Start of Data
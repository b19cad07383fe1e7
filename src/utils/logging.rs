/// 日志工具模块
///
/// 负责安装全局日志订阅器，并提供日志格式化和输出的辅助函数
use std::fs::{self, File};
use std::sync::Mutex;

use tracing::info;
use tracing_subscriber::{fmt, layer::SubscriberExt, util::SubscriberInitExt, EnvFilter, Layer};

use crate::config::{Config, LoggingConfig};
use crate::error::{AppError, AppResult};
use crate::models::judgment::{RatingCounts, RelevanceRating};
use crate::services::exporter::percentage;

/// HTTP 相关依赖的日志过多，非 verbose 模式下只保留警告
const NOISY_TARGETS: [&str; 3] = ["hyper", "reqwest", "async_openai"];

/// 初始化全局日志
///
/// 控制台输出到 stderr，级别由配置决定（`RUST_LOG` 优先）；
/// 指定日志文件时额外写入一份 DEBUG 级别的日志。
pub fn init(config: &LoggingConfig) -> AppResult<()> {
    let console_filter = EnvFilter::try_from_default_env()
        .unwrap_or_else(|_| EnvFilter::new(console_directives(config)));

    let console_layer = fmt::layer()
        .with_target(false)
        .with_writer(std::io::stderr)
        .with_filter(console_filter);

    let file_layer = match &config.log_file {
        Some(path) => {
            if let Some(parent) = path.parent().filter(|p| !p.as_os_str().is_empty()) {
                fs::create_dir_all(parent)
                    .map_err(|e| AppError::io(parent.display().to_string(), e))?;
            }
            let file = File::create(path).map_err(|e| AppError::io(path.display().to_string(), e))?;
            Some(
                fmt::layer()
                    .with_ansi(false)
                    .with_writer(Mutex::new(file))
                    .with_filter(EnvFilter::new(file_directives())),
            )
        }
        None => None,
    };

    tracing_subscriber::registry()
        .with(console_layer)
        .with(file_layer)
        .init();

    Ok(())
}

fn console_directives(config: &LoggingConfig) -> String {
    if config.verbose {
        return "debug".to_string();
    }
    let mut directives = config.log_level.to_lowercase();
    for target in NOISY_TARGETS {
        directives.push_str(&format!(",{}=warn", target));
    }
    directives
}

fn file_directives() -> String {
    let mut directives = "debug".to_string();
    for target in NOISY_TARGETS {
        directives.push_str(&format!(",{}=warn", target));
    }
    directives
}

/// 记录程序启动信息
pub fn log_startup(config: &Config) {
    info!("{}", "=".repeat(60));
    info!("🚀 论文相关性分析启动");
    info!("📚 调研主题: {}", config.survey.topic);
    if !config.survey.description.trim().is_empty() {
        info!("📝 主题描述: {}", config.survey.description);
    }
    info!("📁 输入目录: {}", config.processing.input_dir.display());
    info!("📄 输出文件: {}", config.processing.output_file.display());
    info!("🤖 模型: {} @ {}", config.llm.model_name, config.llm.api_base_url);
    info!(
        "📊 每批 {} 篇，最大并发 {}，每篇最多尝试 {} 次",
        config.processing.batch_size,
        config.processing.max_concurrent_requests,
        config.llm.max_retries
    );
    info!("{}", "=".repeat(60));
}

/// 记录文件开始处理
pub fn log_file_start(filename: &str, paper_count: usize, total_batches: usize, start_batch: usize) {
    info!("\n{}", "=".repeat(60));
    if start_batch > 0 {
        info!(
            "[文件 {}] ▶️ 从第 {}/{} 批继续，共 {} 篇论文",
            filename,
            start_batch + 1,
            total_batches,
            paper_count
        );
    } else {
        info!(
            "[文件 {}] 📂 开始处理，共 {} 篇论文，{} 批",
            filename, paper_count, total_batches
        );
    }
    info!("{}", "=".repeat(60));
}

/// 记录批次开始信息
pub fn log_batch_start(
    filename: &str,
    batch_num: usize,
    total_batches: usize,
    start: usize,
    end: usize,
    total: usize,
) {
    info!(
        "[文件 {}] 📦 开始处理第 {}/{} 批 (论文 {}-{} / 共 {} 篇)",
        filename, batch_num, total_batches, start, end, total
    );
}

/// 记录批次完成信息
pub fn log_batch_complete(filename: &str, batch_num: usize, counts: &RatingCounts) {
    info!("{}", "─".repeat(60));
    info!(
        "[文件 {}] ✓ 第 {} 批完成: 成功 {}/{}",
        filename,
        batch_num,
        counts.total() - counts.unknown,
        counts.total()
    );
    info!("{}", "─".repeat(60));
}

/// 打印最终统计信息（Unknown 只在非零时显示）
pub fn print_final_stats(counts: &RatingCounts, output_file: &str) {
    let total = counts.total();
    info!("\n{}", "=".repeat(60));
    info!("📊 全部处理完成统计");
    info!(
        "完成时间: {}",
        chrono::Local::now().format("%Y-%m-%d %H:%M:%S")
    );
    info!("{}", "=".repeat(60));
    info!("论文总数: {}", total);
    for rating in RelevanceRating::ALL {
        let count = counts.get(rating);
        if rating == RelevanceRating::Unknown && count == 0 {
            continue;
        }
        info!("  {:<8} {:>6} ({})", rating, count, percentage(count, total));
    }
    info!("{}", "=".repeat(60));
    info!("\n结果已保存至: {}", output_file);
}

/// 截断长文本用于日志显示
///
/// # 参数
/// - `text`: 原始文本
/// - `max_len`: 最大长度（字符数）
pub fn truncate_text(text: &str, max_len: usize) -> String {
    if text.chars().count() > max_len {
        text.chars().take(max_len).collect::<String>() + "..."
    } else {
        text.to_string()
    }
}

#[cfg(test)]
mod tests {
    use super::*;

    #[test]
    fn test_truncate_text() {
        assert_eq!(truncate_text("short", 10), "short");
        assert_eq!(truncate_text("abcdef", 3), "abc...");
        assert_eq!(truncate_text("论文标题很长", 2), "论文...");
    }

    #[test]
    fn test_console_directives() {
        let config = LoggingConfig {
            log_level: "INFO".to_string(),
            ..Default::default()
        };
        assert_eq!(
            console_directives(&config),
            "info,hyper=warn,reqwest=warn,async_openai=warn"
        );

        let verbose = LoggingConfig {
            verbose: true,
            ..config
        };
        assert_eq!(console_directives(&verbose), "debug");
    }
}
End of Data
Start of Data
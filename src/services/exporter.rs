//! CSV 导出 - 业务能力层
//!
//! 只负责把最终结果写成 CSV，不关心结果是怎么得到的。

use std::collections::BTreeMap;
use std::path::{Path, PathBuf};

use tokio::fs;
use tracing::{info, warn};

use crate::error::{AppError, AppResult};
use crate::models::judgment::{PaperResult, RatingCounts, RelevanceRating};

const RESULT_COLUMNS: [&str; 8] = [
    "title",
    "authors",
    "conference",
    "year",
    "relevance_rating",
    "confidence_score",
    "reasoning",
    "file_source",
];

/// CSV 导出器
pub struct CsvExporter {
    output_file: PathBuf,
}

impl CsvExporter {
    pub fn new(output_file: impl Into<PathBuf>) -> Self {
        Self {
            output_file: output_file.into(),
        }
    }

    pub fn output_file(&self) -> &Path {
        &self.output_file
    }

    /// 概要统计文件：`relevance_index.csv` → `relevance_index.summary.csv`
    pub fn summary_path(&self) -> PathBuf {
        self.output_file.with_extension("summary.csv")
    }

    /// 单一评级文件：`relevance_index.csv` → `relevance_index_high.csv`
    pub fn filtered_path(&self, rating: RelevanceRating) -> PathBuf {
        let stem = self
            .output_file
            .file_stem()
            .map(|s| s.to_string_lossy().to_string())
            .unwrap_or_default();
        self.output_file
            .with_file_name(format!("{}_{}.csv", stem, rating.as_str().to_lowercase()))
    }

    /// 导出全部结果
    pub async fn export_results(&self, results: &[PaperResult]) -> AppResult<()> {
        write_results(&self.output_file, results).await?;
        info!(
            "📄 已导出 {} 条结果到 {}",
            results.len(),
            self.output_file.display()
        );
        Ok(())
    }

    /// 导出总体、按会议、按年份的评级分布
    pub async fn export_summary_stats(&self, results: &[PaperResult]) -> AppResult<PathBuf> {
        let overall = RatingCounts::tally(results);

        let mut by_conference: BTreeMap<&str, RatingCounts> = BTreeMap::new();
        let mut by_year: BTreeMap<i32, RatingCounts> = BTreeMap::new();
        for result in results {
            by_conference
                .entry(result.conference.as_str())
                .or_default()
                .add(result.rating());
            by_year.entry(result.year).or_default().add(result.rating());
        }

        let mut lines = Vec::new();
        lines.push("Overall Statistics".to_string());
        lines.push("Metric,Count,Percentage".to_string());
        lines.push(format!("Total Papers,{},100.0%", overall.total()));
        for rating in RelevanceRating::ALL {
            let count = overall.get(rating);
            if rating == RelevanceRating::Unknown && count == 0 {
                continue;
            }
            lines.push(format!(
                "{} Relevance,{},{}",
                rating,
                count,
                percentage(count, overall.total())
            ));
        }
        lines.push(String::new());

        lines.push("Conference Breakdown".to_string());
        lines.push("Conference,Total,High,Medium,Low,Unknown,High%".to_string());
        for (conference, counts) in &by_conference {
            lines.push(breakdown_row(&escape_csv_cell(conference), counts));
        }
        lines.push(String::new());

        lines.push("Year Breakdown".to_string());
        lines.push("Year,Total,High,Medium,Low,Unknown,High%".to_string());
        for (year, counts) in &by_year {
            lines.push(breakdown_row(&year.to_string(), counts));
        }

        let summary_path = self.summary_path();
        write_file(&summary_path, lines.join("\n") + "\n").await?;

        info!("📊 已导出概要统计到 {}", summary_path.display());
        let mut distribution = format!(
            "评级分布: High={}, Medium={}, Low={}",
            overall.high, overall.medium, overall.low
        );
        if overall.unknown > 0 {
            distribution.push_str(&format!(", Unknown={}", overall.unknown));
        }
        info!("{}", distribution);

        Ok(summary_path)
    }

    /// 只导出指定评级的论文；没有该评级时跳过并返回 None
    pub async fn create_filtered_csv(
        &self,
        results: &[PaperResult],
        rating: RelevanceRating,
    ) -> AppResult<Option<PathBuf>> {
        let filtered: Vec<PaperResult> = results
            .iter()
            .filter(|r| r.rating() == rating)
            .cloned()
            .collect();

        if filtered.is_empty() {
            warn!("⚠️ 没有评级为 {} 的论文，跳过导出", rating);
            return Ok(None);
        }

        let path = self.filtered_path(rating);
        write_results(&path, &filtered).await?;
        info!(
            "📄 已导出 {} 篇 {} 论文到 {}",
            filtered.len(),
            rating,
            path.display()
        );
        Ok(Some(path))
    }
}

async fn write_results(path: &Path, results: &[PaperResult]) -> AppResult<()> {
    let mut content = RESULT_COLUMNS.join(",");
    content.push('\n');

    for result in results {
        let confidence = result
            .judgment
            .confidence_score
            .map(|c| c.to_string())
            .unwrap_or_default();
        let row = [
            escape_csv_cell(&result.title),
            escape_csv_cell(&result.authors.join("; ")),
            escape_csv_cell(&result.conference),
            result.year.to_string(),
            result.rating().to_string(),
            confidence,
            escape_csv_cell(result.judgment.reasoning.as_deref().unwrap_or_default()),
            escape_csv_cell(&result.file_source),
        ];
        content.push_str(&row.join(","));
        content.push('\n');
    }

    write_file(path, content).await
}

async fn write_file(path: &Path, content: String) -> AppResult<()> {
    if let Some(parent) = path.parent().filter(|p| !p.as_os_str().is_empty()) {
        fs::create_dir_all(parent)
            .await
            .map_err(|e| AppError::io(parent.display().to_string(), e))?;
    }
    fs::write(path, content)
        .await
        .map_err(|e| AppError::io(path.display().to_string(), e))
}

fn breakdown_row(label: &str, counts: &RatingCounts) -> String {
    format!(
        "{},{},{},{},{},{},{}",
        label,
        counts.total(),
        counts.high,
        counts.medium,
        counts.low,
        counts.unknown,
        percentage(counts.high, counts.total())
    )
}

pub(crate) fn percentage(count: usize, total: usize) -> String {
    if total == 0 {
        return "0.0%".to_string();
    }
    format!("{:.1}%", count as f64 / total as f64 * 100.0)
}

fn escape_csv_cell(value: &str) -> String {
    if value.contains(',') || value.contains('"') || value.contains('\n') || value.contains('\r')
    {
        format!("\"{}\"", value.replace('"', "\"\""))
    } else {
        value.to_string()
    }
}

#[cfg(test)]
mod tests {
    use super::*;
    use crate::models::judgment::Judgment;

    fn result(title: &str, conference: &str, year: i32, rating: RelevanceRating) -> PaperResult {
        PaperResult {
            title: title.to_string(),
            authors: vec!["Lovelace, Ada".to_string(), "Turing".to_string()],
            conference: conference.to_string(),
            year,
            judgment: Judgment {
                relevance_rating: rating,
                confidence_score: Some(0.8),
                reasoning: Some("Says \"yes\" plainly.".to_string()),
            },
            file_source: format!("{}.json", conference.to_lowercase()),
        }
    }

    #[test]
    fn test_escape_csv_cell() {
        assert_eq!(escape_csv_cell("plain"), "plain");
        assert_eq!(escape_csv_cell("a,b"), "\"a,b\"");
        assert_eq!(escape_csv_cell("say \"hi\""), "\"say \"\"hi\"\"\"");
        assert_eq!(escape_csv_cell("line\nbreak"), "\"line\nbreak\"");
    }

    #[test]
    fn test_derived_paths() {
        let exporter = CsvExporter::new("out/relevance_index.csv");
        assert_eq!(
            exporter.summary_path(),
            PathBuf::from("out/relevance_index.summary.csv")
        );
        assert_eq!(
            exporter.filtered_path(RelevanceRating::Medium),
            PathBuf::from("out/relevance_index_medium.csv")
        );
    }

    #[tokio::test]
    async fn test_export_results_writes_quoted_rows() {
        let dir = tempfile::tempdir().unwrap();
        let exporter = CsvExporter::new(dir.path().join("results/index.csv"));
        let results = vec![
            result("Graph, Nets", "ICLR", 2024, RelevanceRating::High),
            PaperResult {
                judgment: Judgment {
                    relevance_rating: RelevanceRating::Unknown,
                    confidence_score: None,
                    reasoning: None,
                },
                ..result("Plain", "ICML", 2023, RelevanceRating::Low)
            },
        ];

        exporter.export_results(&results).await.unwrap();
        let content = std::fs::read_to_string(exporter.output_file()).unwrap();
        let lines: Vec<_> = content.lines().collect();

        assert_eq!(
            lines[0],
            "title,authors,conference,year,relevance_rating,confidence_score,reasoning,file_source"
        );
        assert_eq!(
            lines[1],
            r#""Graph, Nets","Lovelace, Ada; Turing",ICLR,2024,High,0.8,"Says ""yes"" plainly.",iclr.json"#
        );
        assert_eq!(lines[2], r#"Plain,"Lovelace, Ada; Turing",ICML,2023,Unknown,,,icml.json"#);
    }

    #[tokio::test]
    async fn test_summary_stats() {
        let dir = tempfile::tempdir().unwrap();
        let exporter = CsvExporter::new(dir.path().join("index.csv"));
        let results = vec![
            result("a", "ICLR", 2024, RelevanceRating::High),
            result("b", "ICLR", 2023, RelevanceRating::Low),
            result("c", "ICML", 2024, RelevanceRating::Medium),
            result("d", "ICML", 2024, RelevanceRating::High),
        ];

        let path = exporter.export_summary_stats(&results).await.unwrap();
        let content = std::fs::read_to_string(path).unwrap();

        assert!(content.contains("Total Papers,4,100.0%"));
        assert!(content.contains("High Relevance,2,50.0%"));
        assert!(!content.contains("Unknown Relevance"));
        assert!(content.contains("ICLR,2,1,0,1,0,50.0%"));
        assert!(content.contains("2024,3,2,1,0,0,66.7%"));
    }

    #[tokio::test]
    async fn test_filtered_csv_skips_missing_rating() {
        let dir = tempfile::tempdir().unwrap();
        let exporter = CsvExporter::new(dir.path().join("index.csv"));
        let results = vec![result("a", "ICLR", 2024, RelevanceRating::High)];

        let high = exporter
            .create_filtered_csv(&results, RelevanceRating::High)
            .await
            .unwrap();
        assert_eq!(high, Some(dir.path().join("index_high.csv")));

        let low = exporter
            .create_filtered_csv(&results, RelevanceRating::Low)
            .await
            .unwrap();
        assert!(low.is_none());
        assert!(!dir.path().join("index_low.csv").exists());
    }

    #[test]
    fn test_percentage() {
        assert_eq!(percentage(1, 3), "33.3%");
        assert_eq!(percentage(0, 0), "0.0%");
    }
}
End of Data
## Work to complete
In the entries above, find each line with the word "ICLR" and copy it.

## Solution to the problem
            result("Graph, Nets", "ICLR", 2024, RelevanceRating::High),
            r#""Graph, Nets","Lovelace, Ada; Turing",ICLR,2024,High,0.8,"Says ""yes"" plainly.",iclr.json"#
            result("a", "ICLR", 2024, RelevanceRating::High),
            result("b", "ICLR", 2023, RelevanceRating::Low),
        assert!(content.contains("ICLR,2,1,0,1,0,50.0%"));
        let results = vec![result("a", "ICLR", 2024, RelevanceRating::High)];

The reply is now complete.